(Your instructions): Take the data below. Output it exactly from its first line through the line containing "pub struct RepairConfig".

Segment Start: The data

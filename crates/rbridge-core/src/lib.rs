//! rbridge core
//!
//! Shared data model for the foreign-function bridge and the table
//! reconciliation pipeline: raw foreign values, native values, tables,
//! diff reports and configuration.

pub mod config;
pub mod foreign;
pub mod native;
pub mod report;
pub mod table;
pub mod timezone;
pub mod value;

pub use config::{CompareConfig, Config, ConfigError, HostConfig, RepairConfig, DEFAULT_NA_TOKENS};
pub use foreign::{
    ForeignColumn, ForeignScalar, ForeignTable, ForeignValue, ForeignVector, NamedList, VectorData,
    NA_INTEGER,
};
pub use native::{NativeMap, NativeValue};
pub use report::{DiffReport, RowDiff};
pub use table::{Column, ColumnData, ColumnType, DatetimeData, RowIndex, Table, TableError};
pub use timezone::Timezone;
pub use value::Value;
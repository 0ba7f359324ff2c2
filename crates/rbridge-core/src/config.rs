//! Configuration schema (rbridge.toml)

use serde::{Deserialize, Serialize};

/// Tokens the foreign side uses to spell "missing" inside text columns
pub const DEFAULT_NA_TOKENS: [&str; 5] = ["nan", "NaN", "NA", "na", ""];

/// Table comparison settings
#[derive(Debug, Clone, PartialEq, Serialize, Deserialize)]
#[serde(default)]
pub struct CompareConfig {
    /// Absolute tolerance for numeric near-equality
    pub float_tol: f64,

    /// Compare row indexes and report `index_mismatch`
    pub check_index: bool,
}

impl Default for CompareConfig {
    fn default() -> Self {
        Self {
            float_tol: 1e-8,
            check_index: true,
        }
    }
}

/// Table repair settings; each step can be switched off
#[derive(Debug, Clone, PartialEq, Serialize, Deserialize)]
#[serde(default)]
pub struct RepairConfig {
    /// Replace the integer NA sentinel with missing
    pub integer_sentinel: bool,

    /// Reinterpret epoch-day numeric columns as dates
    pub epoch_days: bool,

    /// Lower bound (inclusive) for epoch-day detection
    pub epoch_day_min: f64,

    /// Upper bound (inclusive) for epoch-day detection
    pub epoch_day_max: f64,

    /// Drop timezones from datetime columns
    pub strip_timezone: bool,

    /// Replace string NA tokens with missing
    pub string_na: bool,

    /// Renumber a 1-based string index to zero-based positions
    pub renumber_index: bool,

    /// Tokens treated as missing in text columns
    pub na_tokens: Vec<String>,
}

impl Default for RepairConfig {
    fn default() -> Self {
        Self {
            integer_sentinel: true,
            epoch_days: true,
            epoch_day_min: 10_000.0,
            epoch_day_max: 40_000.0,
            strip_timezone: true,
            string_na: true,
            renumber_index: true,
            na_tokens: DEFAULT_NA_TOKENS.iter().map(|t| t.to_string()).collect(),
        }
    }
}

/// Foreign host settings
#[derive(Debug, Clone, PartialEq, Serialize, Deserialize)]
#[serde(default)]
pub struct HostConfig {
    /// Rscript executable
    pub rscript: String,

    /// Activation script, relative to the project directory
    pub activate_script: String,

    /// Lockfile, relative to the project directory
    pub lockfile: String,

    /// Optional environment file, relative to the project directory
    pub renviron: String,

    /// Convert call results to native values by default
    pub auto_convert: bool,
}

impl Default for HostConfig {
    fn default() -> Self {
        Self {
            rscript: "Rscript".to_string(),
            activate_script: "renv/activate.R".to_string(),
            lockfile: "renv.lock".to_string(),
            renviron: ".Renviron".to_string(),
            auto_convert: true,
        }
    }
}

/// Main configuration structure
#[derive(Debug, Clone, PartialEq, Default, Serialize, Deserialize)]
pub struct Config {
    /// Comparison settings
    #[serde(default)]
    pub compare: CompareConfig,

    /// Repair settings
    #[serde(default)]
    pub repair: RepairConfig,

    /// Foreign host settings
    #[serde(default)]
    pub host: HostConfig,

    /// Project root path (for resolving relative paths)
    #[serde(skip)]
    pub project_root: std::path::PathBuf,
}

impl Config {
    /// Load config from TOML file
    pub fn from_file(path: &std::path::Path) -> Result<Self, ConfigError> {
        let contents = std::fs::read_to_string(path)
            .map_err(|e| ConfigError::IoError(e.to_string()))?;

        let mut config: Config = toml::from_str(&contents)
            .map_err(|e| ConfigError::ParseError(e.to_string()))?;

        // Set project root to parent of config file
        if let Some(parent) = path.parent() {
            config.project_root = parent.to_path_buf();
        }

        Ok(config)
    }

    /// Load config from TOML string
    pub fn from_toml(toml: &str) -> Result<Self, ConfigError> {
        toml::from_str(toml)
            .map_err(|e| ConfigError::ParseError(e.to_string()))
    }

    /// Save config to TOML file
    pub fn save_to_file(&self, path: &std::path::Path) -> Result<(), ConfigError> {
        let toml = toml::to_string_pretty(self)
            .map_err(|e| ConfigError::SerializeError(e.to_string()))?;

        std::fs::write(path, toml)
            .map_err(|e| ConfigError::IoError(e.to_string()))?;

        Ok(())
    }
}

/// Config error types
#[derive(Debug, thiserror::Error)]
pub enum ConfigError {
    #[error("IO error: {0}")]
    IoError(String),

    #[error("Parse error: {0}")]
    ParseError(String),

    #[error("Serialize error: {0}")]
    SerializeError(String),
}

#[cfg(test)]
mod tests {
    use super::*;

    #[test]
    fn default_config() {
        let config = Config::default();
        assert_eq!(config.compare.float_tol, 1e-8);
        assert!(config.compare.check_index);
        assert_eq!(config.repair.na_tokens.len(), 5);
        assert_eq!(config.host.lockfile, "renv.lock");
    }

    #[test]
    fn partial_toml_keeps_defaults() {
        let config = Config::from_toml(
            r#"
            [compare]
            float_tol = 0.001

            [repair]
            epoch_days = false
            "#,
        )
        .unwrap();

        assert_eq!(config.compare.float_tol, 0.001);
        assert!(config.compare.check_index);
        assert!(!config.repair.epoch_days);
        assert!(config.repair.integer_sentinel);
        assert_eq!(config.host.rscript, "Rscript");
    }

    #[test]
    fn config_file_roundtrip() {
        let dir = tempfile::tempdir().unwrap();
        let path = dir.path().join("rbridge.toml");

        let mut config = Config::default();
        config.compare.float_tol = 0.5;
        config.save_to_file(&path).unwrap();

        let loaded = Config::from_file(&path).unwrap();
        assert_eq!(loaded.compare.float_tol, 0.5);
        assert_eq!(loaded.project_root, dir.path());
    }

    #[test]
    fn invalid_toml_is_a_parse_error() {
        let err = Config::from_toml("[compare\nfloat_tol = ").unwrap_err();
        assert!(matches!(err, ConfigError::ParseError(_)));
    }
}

Segment End: The data

(Expected output):
filename crates/rbridge-core/src/lib.rs
//! rbridge core
//!
//! Shared data model for the foreign-function bridge and the table
//! reconciliation pipeline: raw foreign values, native values, tables,
//! diff reports and configuration.

pub mod config;
pub mod foreign;
pub mod native;
pub mod report;
pub mod table;
pub mod timezone;
pub mod value;

pub use config::{CompareConfig, Config, ConfigError, HostConfig, RepairConfig, DEFAULT_NA_TOKENS};
pub use foreign::{
    ForeignColumn, ForeignScalar, ForeignTable, ForeignValue, ForeignVector, NamedList, VectorData,
    NA_INTEGER,
};
pub use native::{NativeMap, NativeValue};
pub use report::{DiffReport, RowDiff};
pub use table::{Column, ColumnData, ColumnType, DatetimeData, RowIndex, Table, TableError};
pub use timezone::Timezone;
pub use value::Value;
repository 0ba7f359324ff2c2
filename crates/rbridge-core/src/config.rs
//! Configuration schema (rbridge.toml)

use serde::{Deserialize, Serialize};

/// Tokens the foreign side uses to spell "missing" inside text columns
pub const DEFAULT_NA_TOKENS: [&str; 5] = ["nan", "NaN", "NA", "na", ""];

/// Table comparison settings
#[derive(Debug, Clone, PartialEq, Serialize, Deserialize)]
#[serde(default)]
pub struct CompareConfig {
    /// Absolute tolerance for numeric near-equality
    pub float_tol: f64,

    /// Compare row indexes and report `index_mismatch`
    pub check_index: bool,
}

impl Default for CompareConfig {
    fn default() -> Self {
        Self {
            float_tol: 1e-8,
            check_index: true,
        }
    }
}

/// Table repair settings; each step can be switched off
#[derive(Debug, Clone, PartialEq, Serialize, Deserialize)]
#[serde(default)]
pub struct RepairConfig {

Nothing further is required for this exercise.